Email Mining for Journalists
M. Edward (Ed) Borasky
December 17, 2013
Corpora
- A corpus (plural corpora) is a collection of documents
- In the tm package (Feinerer et al. 2008 ), there are two types of corpora
- Volatile: Resides in RAM (but can be saved to and restored from disk!)
- Permanent: Resides on disk with only some indexing in RAM
Typical Text Cleaning Operations
- Remove Non-ASCII characters
- Remove numbers
- Consolidate whitespace
- Remove punctuation
- Convert to all lower case
- Can be done in almost any programming language via regular expressions
Stemming
- Replace variations on a word with its stem
- Most often done using an algorithm called the Porter Stemmer
- You'll also see the term Snowball - that's the implemented version
- Example: replace “stem”, “stems”, “stemmer”, “stemming”, “stemmed” with “stem”.
Stopwords
- Frequently occurring words with little semantic value
- Examples: a, an, and, or, this, …
- Stopword removal cuts down the dataset size and run time
- Defining stopwords depends on what's in the corpus
- Usually start with a predefined set and add more stopwords
Bag of Words
- A document is treated as a bag of words
- After you've cleaned a document you have a bag
- aka multiset - like a set but can have more than one copy of an element
- like a set, order doesn't matter
- Of words - we got rid of the numbers, punctuation, etc.
- we probably stemmed and maybe removed stopwords
- In the literature, you'll hear the words called terms or types
Document-Term Matrix
- We have some documents in our corpus - bags of words
- We'll call the words terms
- Make a matrix - a spreadsheet
- The row labels are documents
- The column labels are terms
- That's a document-term matrix
Ah, But What's in the Cells?
- Numbers!
- Three common options
- One if the term occurs in the document, zero if it doesn't
- The number of times the term occurs in the document
- A mathematical function of the number of times the term occurs in the document and corpus
The Document-Term Matrix is Sparse
- Most of the numbers are zero
- So usually you only have to store triples
- (document index, term index, non-zero value)
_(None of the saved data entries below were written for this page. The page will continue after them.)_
//! Shared test utilities for the E2E tests.
//!
//! Provides a [`TestFixture`] that scaffolds a homelab repository in a temp
//! directory, plus stub `gomplate`/`sops` executables so the pipeline can be
//! exercised end-to-end without the real tools installed. The stubs honor
//! the invocation contracts (`-f <template> -c .=<context>` / `-d <file>`)
//! and simply emit the input file, which is exactly enough to test
//! everything downstream of rendering.
//!
//! Tests that want the real binaries are gated behind the
//! `integration-tests` feature.

use std::os::unix::fs::PermissionsExt;
use std::path::{Path, PathBuf};

use assert_fs::prelude::*;

/// Re-exports for test files.
#[allow(unused_imports)]
pub mod prelude {
    pub use super::TestFixture;
    pub use assert_fs::prelude::*;
    pub use predicates::prelude::*;
}

/// Stub gomplate: parses `-f <template>` and emits the template verbatim.
const FAKE_GOMPLATE: &str = "\
#!/bin/sh
template=\"\"
while [ \"$#\" -gt 0 ]; do
  case \"$1\" in
    -f) shift; template=\"$1\" ;;
  esac
  shift
done
if [ -z \"$template\" ] || [ ! -f \"$template\" ]; then
  echo \"no template given\" >&2
  exit 1
fi
cat \"$template\"
";

/// Stub sops: `sops -d <file>` emits the file verbatim (pretend-decrypt).
const FAKE_SOPS: &str = "\
#!/bin/sh
if [ \"$1\" != \"-d\" ] || [ ! -f \"$2\" ]; then
  echo \"usage: sops -d <file>\" >&2
  exit 1
fi
cat \"$2\"
";

/// A temp-directory homelab repository with helpers to populate it.
pub struct TestFixture {
    temp_dir: assert_fs::TempDir,
}

#[allow(dead_code)]
impl TestFixture {
    /// Creates a scaffolded repository (directories plus a minimal
    /// `inventory/vars.yaml`).
    pub fn new() -> Self {
        let temp_dir = assert_fs::TempDir::new().expect("failed to create temp directory");

        for dir in ["stacks", "enabled", "inventory", "secrets"] {
            temp_dir.child(dir).create_dir_all().unwrap();
        }
        temp_dir
            .child("inventory/vars.yaml")
            .write_str("domain: ex.local\n")
            .unwrap();

        Self { temp_dir }
    }

    /// An empty temp directory without any scaffolding.
    pub fn bare() -> Self {
        Self {
            temp_dir: assert_fs::TempDir::new().expect("failed to create temp directory"),
        }
    }

    pub fn path(&self) -> &Path {
        self.temp_dir.path()
    }

    pub fn child(&self, path: &str) -> assert_fs::fixture::ChildPath {
        self.temp_dir.child(path)
    }

    /// Overwrites `inventory/vars.yaml`.
    pub fn with_inventory(self, content: &str) -> Self {
        self.temp_dir
            .child("inventory/vars.yaml")
            .write_str(content)
            .unwrap();
        self
    }

    /// Writes `inventory/state.yaml`.
    pub fn with_state(self, content: &str) -> Self {
        self.temp_dir
            .child("inventory/state.yaml")
            .write_str(content)
            .unwrap();
        self
    }

    /// Writes `stacks/<name>/stack.yaml`.
    pub fn with_manifest(self, name: &str, content: &str) -> Self {
        self.temp_dir
            .child(format!("stacks/{name}/stack.yaml"))
            .write_str(content)
            .unwrap();
        self
    }

    /// Writes a minimal manifest: one `<name>-svc` service, no requires.
    pub fn with_stack(self, name: &str, category: &str) -> Self {
        let manifest = format!(
            "name: {name}\ncategory: {category}\nservices: [{name}-svc]\n\
             vars:\n  {name}-svc:\n    image: {name}:latest\n"
        );
        self.with_manifest(name, &manifest)
    }

    /// Writes `stacks/<name>/compose.yml.tmpl`.
    pub fn with_template(self, name: &str, content: &str) -> Self {
        self.temp_dir
            .child(format!("stacks/{name}/compose.yml.tmpl"))
            .write_str(content)
            .unwrap();
        self
    }

    /// Writes `stacks/<name>/contribute/<provider>/<file>`.
    pub fn with_contribution(self, name: &str, provider: &str, file: &str, content: &str) -> Self {
        self.temp_dir
            .child(format!("stacks/{name}/contribute/{provider}/{file}"))
            .write_str(content)
            .unwrap();
        self
    }

    /// Writes `stacks/<name>/config/<rel>`.
    pub fn with_config_template(self, name: &str, rel: &str, content: &str) -> Self {
        self.temp_dir
            .child(format!("stacks/{name}/config/{rel}"))
            .write_str(content)
            .unwrap();
        self
    }

    /// Writes `secrets/<name>.yaml` (plaintext) or `.enc.yaml`.
    pub fn with_secrets(self, name: &str, encrypted: bool, content: &str) -> Self {
        let ext = if encrypted { "enc.yaml" } else { "yaml" };
        self.temp_dir
            .child(format!("secrets/{name}.{ext}"))
            .write_str(content)
            .unwrap();
        self
    }

    /// Creates the `enabled/<name>` symlink.
    pub fn enable(self, name: &str) -> Self {
        std::os::unix::fs::symlink(
            Path::new("../stacks").join(name),
            self.temp_dir.child(format!("enabled/{name}")).path(),
        )
        .unwrap();
        self
    }

    /// Installs the stub `gomplate` and `sops` into `<repo>/.test-bin`.
    pub fn with_fake_tools(self) -> Self {
        self.install_tool("gomplate", FAKE_GOMPLATE)
            .install_tool("sops", FAKE_SOPS)
    }

    fn install_tool(self, name: &str, script: &str) -> Self {
        let tool = self.temp_dir.child(format!(".test-bin/{name}"));
        tool.write_str(script).unwrap();
        std::fs::set_permissions(tool.path(), std::fs::Permissions::from_mode(0o755)).unwrap();
        self
    }

    fn bin_dir(&self) -> PathBuf {
        self.temp_dir.child(".test-bin").path().to_path_buf()
    }

    /// A command running in this repository with the stub tools on PATH.
    pub fn command(&self) -> assert_cmd::Command {
        let mut cmd = assert_cmd::Command::cargo_bin("homelabctl").expect("binary exists");
        cmd.current_dir(self.path());

        let path = std::env::var("PATH").unwrap_or_default();
        cmd.env("PATH", format!("{}:{path}", self.bin_dir().display()));
        // Keep output deterministic regardless of the host terminal.
        cmd.env("NO_COLOR", "1");
        cmd
    }

    /// Like [`command`](Self::command) but with an empty-ish PATH that only
    /// contains the stub directory, for missing-tool tests.
    pub fn command_without_tools(&self) -> assert_cmd::Command {
        let mut cmd = assert_cmd::Command::cargo_bin("homelabctl").expect("binary exists");
        cmd.current_dir(self.path());
        cmd.env("PATH", self.bin_dir().display().to_string());
        cmd.env("NO_COLOR", "1");
        cmd
    }

    /// Reads a file relative to the repository root.
    pub fn read(&self, rel: &str) -> String {
        std::fs::read_to_string(self.temp_dir.child(rel).path())
            .unwrap_or_else(|err| panic!("failed to read {rel}: {err}"))
    }

    pub fn exists(&self, rel: &str) -> bool {
        self.temp_dir.child(rel).path().exists()
    }
}

impl Default for TestFixture {
    fn default() -> Self {
        Self::new()
    }
}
What Can You Do With a Matrix?
- Computational linear algebra, of course!
- Most text mining algorithms are based on linear algebra / vector spaces
- Programming language choices
- R and Python both have good libraries for this
- The hard stuff is usually done via C/C++
- A lot of Java code out there too
Wait - You Mangled the Documents - How Can This Possibly Work?
- It works surprisingly well, actually
- The tricky part is visualizing the multi-dimensional objects
- See Landauer et al. (2007) for some of the math and applications
One Final Note
- The transpose of a document-term matrix is called … wait for it …
- A term-document matrix!
- You'll see both in the literature
- We'll stick with document-term matrix
- That's the way R Commander's text mining code works
Tools - R Commander and RcmdrPlugin.temis
R Commander
- R Commander (Fox, 2005 ) is a general purpose GUI for R
- Most common packaged analyses are available
- Can generate reports and web pages
- Can save a script of the processing for documentation or later execution!
- Wide range of plugins, including …
Coming Soon To a Github Repo Near You!
- Explore the text mining algorithms in RcmdrPlugin.temis
- Add social network analysis via package snatm (Feinerer et al. 2011 )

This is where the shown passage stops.